Theranos, MVPs e a gestação de nove meses em seres humanos


De acordo com alguns evolucionistas, há muito tempo atrás os seres humanos passaram a caminhar sobre duas pernas para poderem carregar coisas complexas enquanto se movimentavam, e isso deu aos humanos uma enorme vantagem competitiva na natureza. Como consequência, houve uma diminuição na largura máxima possível para os quadris, incompatíveis com alta velocidade, o que fez com que a gestação humana média passasse a ser de 9 meses e não dos 21 meses necessários para uma formação cerebral completa, já que uma cabeça deste tamanho traria dificuldades no nascimento em um quadril estreito.

Interessante, não?!

Na economia de startups que domina o mundo atualmente, é quase uma unanimidade a serventia dos MVPs (Minimum Viable Product, ou Produto Mínimo Viável). Um MVP é, em poucas palavras, um produto que, apesar de não apresentar todas as funcionalidades e o desempenho esperado do produto final, é evoluído o suficiente para validar o conceito e a potencialidade, mas pode ser construído em um prazo e custo muito menor.

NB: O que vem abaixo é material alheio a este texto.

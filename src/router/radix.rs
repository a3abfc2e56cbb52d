//! Radix tree for HTTP route matching.
//!
//! Paths are split into segments and stored in a tree where:
//! - each node represents one path segment
//! - static segments (e.g. `widgets`) match exactly and are tried first
//! - parameter segments (e.g. `{id}`) match any single segment
//! - routes are stored at terminal nodes, keyed by HTTP method
//!
//! Lookup is O(k) in the number of path segments, independent of how many
//! resources are wired.

use http::Method;
use std::collections::HashMap;
use std::sync::Arc;

use super::core::{ParamVec, RouteMeta};

#[derive(Clone)]
struct RadixNode {
    /// The path segment this node represents (without leading /)
    segment: Arc<str>,
    /// Routes terminating at this node, per HTTP method
    routes: HashMap<Method, Arc<RouteMeta>>,
    /// Parameter name if this segment is a path parameter (`{id}` -> `id`)
    param_name: Option<Arc<str>>,
    children: Vec<RadixNode>,
    /// Parameter children. Several are allowed so that `/a/{id}/x` and
    /// `/a/{slug}/y` each keep their own parameter name.
    param_children: Vec<RadixNode>,
}

impl RadixNode {
    fn new(segment: &str) -> Self {
        Self {
            segment: Arc::from(segment),
            routes: HashMap::new(),
            param_name: None,
            children: Vec::new(),
            param_children: Vec::new(),
        }
    }

    fn new_param(param_name: &str) -> Self {
        Self {
            param_name: Some(Arc::from(param_name)),
            ..Self::new("")
        }
    }

    fn insert(&mut self, segments: &[&str], method: Method, route: Arc<RouteMeta>) {
        let Some((segment, remaining)) = segments.split_first() else {
            self.routes.insert(method, route);
            return;
        };

        if let Some(param_name) = segment
            .strip_prefix('{')
            .and_then(|s| s.strip_suffix('}'))
        {
            if let Some(child) = self
                .param_children
                .iter_mut()
                .find(|c| c.param_name.as_deref() == Some(param_name))
            {
                child.insert(remaining, method, route);
                return;
            }
            let mut child = RadixNode::new_param(param_name);
            child.insert(remaining, method, route);
            self.param_children.push(child);
            return;
        }

        if let Some(child) = self
            .children
            .iter_mut()
            .find(|c| c.segment.as_ref() == *segment)
        {
            child.insert(remaining, method, route);
            return;
        }
        let mut child = RadixNode::new(segment);
        child.insert(remaining, method, route);
        self.children.push(child);
    }

    /// Depth-first search. Static children win over parameters; parameters are
    /// pushed onto `params` and popped again when a branch fails.
    fn search(
        &self,
        segments: &[&str],
        method: &Method,
        params: &mut ParamVec,
    ) -> Option<Arc<RouteMeta>> {
        let Some((segment, remaining)) = segments.split_first() else {
            return self.routes.get(method).cloned();
        };

        for child in &self.children {
            if child.segment.as_ref() == *segment {
                if let Some(route) = child.search(remaining, method, params) {
                    return Some(route);
                }
            }
        }

        for child in &self.param_children {
            if let Some(name) = &child.param_name {
                params.push((Arc::clone(name), (*segment).to_string()));
                if let Some(route) = child.search(remaining, method, params) {
                    return Some(route);
                }
                params.pop();
            }
        }

        None
    }

    /// True when any route exists at the end of `segments`, for any method.
    fn has_path(&self, segments: &[&str]) -> bool {
        let Some((segment, remaining)) = segments.split_first() else {
            return !self.routes.is_empty();
        };
        self.children
            .iter()
            .filter(|c| c.segment.as_ref() == *segment)
            .chain(self.param_children.iter())
            .any(|c| c.has_path(remaining))
    }
}

/// Radix tree router keyed by method and path pattern.
#[derive(Clone)]
pub struct RadixRouter {
    root: RadixNode,
}

impl RadixRouter {
    pub fn new(routes: &[Arc<RouteMeta>]) -> Self {
        let mut root = RadixNode::new("");
        for route in routes {
            let segments = split_path(&route.path_pattern);
            root.insert(&segments, route.method.clone(), Arc::clone(route));
        }
        Self { root }
    }

    pub fn route(&self, method: &Method, path: &str) -> Option<(Arc<RouteMeta>, ParamVec)> {
        let segments = split_path(path);
        let mut params = ParamVec::new();
        let route = self.root.search(&segments, method, &mut params)?;
        Some((route, params))
    }

    /// Whether `path` is served by some route under a different method.
    pub fn path_known(&self, path: &str) -> bool {
        self.root.has_path(&split_path(path))
    }
}

fn split_path(path: &str) -> Vec<&str> {
    path.trim_start_matches('/')
        .split('/')
        .filter(|s| !s.is_empty())
        .collect()
}

#[cfg(test)]
mod tests {
    use super::*;
    use crate::wire::Operation;

    fn meta(method: Method, path: &str, operation: Operation) -> Arc<RouteMeta> {
        Arc::new(RouteMeta {
            method,
            path_pattern: path.to_string(),
            resource: Arc::from("widgets"),
            operation,
        })
    }

    fn param<'a>(params: &'a ParamVec, name: &str) -> Option<&'a str> {
        params
            .iter()
            .find(|(k, _)| k.as_ref() == name)
            .map(|(_, v)| v.as_str())
    }

    #[test]
    fn test_static_route() {
        let router = RadixRouter::new(&[meta(Method::GET, "/widgets", Operation::List)]);
        let (route, params) = router.route(&Method::GET, "/widgets").unwrap();
        assert_eq!(route.operation, Operation::List);
        assert!(params.is_empty());
    }

    #[test]
    fn test_parameter_extracted() {
        let router = RadixRouter::new(&[meta(Method::GET, "/widgets/{id}", Operation::View)]);
        let (route, params) = router.route(&Method::GET, "/widgets/123").unwrap();
        assert_eq!(route.operation, Operation::View);
        assert_eq!(param(&params, "id"), Some("123"));
    }

    #[test]
    fn test_method_filtering() {
        let router = RadixRouter::new(&[
            meta(Method::GET, "/widgets", Operation::List),
            meta(Method::POST, "/widgets", Operation::Create),
        ]);
        assert_eq!(
            router.route(&Method::POST, "/widgets").map(|(r, _)| r.operation),
            Some(Operation::Create)
        );
        assert!(router.route(&Method::PUT, "/widgets").is_none());
        assert!(router.path_known("/widgets"));
        assert!(!router.path_known("/gadgets"));
    }

    #[test]
    fn test_static_beats_parameter() {
        let router = RadixRouter::new(&[
            meta(Method::GET, "/widgets/{id}", Operation::View),
            meta(Method::GET, "/widgets/featured", Operation::List),
        ]);
        let (route, params) = router.route(&Method::GET, "/widgets/featured").unwrap();
        assert_eq!(route.operation, Operation::List);
        assert!(params.is_empty());
    }

    #[test]
    fn test_divergent_param_names_backtrack() {
        let router = RadixRouter::new(&[
            meta(Method::GET, "/shops/{shop}/items", Operation::List),
            meta(Method::GET, "/shops/{id}/orders/{order}", Operation::View),
        ]);
        let (_, params) = router.route(&Method::GET, "/shops/7/orders/9").unwrap();
        assert_eq!(param(&params, "id"), Some("7"));
        assert_eq!(param(&params, "order"), Some("9"));
        assert_eq!(param(&params, "shop"), None);
        assert_eq!(params.len(), 2);
    }

    #[test]
    fn test_no_match() {
        let router = RadixRouter::new(&[meta(Method::GET, "/widgets/{id}", Operation::View)]);
        assert!(router.route(&Method::GET, "/widgets").is_none());
        assert!(router.route(&Method::GET, "/widgets/1/extra").is_none());
    }
}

E o que alhos tem a ver com bugalhos? Podemos fazer uma analogia entre os MVPs e os bebês humanos. Estes últimos também demonstram toda a promessa de um poderoso produto final mas são construídos obedecendo as restrições de prazo e recursos disponíveis.

Mas, assim como entregar um bebê ao mundo logo após o nascimento, algumas empresas entregam seus MVPs ao mundo empresarial após seu nascimento, colhendo os benefícios e correndo os riscos que virão associados.

Theranos é uma startup americana fundada em 2003 e que apresentou ao mundo seu MVP: um aparelho para análise sanguínea que era (é? seria?) capaz de fazer os testes de forma mais rápida, mais barata, e usando muito pouco sangue. Em uma rápida sucessão de captação de investimentos, a empresa chegou a valer bilhões de dólares e a fundadora, Elizabeth Holmes, era uma espécie de Eike Batista do Vale do Silício.

Mas lá, como cá, o que parecia ser bom demais para ser verdade, na verdade era. Começaram a questionar a qualidade dos testes do aparelho, que foi agora praticamente banido. O futuro do MVP, da empresa e de Holmes parece agora selado.

Isso significa que a estratégia do MVP é ruim? De forma alguma! No entanto, como quase tudo na vida, é necessário se manter em mente que não basta colocar a criança no mundo. É preciso saber que ela ainda não está pronta, e nutri-la com carinho até que se transforme em um adulto saudável e de futuro.